冒険者や軍人さんらが陣地を築き隊列を組み、端の方から処理していってるが、目処がつく状況ではないのが一目瞭然だ。
「本日はご協力ありがとう御座います!
こちらのスペースのご使用どうぞ!」
ビシッと敬礼してくれた軍人さんはゲート近くの一等地に案内してくれる。
「杭打ちしました!」
「ターフ、張ります!」
「長テーブル、セットします!」
「椅子は間隔開けてください、お客さまは装備フルセットですよ!」
するとメイドさんらがあれよあれよと日除けや椅子やテーブル等々といった備品を用意していく。
こういうの普段から訓練してたりするんだろうか。
「どうぞ、皆さまでお使いください!」
丸テーブルと背凭れつきの椅子はここだけだ。
特別席にオレらは纏めて隔離される。
そして取り出されるは、屋台にノボリ。
大鍋がセットされたとたんに味噌汁のいい香りが漂ってくる。
うちの子たちったら商売人する気、満々ね?
アスターク教官は苦笑している。
「作業員が誘導されてやってきたら、まず『洗浄』、『ヒール』な。そして『祝い歌』のバフを盛ってやれ。
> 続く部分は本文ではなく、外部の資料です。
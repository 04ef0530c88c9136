pub mod domain;
pub mod genai;
pub mod infra;
pub mod observability;
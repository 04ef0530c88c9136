use std::sync::Arc;

use chrono::Utc;
use crates::domain::{
    repositories::profiles::ProfileRepository,
    value_objects::{
        enums::features::Feature,
        generation::{ImageRequest, InlineImage},
    },
};
use tracing::{error, info, warn};

use crate::usecases::{
    entitlement::EntitlementEvaluator,
    gateway::{GenAiGateway, GenerationError},
};

#[derive(Debug)]
pub enum ImageOutcome {
    Generated(InlineImage),
    PaymentRequired,
}

pub struct ImageUseCase<P, G>
where
    P: ProfileRepository + Send + Sync + 'static,
    G: GenAiGateway + 'static,
{
    profile_repository: Arc<P>,
    genai: Arc<G>,
    evaluator: EntitlementEvaluator,
}

impl<P, G> ImageUseCase<P, G>
where
    P: ProfileRepository + Send + Sync + 'static,
    G: GenAiGateway + 'static,
{
    pub fn new(
        profile_repository: Arc<P>,
        genai: Arc<G>,
        evaluator: EntitlementEvaluator,
    ) -> Self {
        Self {
            profile_repository,
            genai,
            evaluator,
        }
    }

    pub async fn generate(
        &self,
        email: &str,
        request: ImageRequest,
    ) -> Result<ImageOutcome, GenerationError> {
        let profile = self
            .profile_repository
            .find_by_email(email)
            .await
            .map_err(|err| {
                error!(email, db_error = ?err, "images: failed to load profile");
                GenerationError::Internal(err)
            })?
            .ok_or(GenerationError::ProfileNotFound)?;

        if !self
            .evaluator
            .is_allowed(&profile, Feature::Image, 1, Utc::now())
        {
            info!(
                email,
                used = profile.image_count,
                "images: free quota exhausted, payment required"
            );
            return Ok(ImageOutcome::PaymentRequired);
        }

        let image = self
            .genai
            .generate_image(&request.prompt, request.aspect_ratio.as_str())
            .await
            .map_err(|err| {
                warn!(email, error = %err, "images: generation failed");
                GenerationError::from(err)
            })?;

        if !self.evaluator.is_admin(email) {
            // Counter drift on failure is accepted; the image was already
            // produced upstream.
            if let Err(err) = self.profile_repository.increment_image_count(email, 1).await {
                error!(
                    email,
                    db_error = ?err,
                    "images: generated but failed to record usage"
                );
            }
        }

        info!(email, mime_type = %image.mime_type, "images: generated");
        Ok(ImageOutcome::Generated(image))
    }
}
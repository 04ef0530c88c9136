use std::time::Duration;

#[derive(Debug, Clone)]
pub struct DotEnvyConfig {
    pub server: Server,
    pub database: Database,
    pub gemini: Gemini,
    pub session: SessionAuth,
    pub admin: Admin,
    pub video_polling: VideoPolling,
    pub payment_account: PaymentAccount,
}

#[derive(Debug, Clone)]
pub struct Server {
    pub port: u16,
    pub body_limit: u64,
    pub timeout: u64,
}

#[derive(Debug, Clone)]
pub struct Database {
    pub url: String,
}

#[derive(Debug, Clone)]
pub struct Gemini {
    pub api_key: String,
    pub base_url: String,
}

#[derive(Debug, Clone)]
pub struct SessionAuth {
    pub jwt_secret: String,
    pub ttl_seconds: u64,
}

#[derive(Debug, Clone)]
pub struct Admin {
    pub email: String,
}

/// Pacing and bound of the video LRO poll loop. The bound keeps a stuck
/// remote job from pinning a request forever.
#[derive(Debug, Clone)]
pub struct VideoPolling {
    pub interval: Duration,
    pub max_attempts: u32,
}

/// Manual-transfer account shown in payment instructions.
#[derive(Debug, Clone)]
pub struct PaymentAccount {
    pub wallet_number: String,
    pub wallet_name: String,
}
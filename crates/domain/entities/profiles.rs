use chrono::{DateTime, Utc};
use diesel::prelude::*;

use crate::domain::value_objects::enums::payment_statuses::PaymentStatus;
use crate::infra::db::postgres::schema::profiles;

#[derive(Debug, Clone, Identifiable, Selectable, Queryable)]
#[diesel(table_name = profiles)]
#[diesel(primary_key(email))]
pub struct ProfileEntity {
    pub email: String,
    pub char_count: i64,
    pub image_count: i64,
    pub voice_premium_expiry: Option<DateTime<Utc>>,
    pub image_premium_expiry: Option<DateTime<Utc>>,
    pub payment_status: String,
    pub last_payment_ref: Option<String>,
    pub created_at: DateTime<Utc>,
}

#[derive(Debug, Clone, Insertable)]
#[diesel(table_name = profiles)]
pub struct InsertProfileEntity {
    pub email: String,
    pub char_count: i64,
    pub image_count: i64,
    pub payment_status: String,
}

impl InsertProfileEntity {
    /// A freshly registered profile: zeroed counters, no payment activity.
    pub fn fresh(email: String) -> Self {
        Self {
            email,
            char_count: 0,
            image_count: 0,
            payment_status: PaymentStatus::None.to_string(),
        }
    }
}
『洗浄』は指輪、『ヒール』は杖だ。ヨウルは楽器も貸与する」
「他のバフはいらないのでしょうか!」
「効果時間の問題だな。ここから主戦場にたどり着くまでに切れちまう。
大怪我はダンジョン外に搬送されるが、こちらには擦り傷程度の外傷は回されてくる。そしたら『治癒』だ。クロフリャカ以外はもうひとつ指輪を嵌めてくれ。
ダンジョンの沸き潰しに行くのは、ひとりずつだ。
まずはエンフィ、行ってこい」
「はい!ひとつ潰したら戻ってきますか?」
「そうだ。順繰りに交代していくぞ」
「行ってきます!」
元気に出ていった背を見送って、オレたちは譜面の打ち合わせだ。
「サリアータに吹く風は黄金。
翻る旗を見よ。
胸に抱くは不屈の闘志。
勇士よ今は剣を取れ。
我らがあげるは勝ちどきぞ」
譜面見ただけで歌って弾けるヨウルをリーダーにして、【サリアータ激唱歌】を練習する。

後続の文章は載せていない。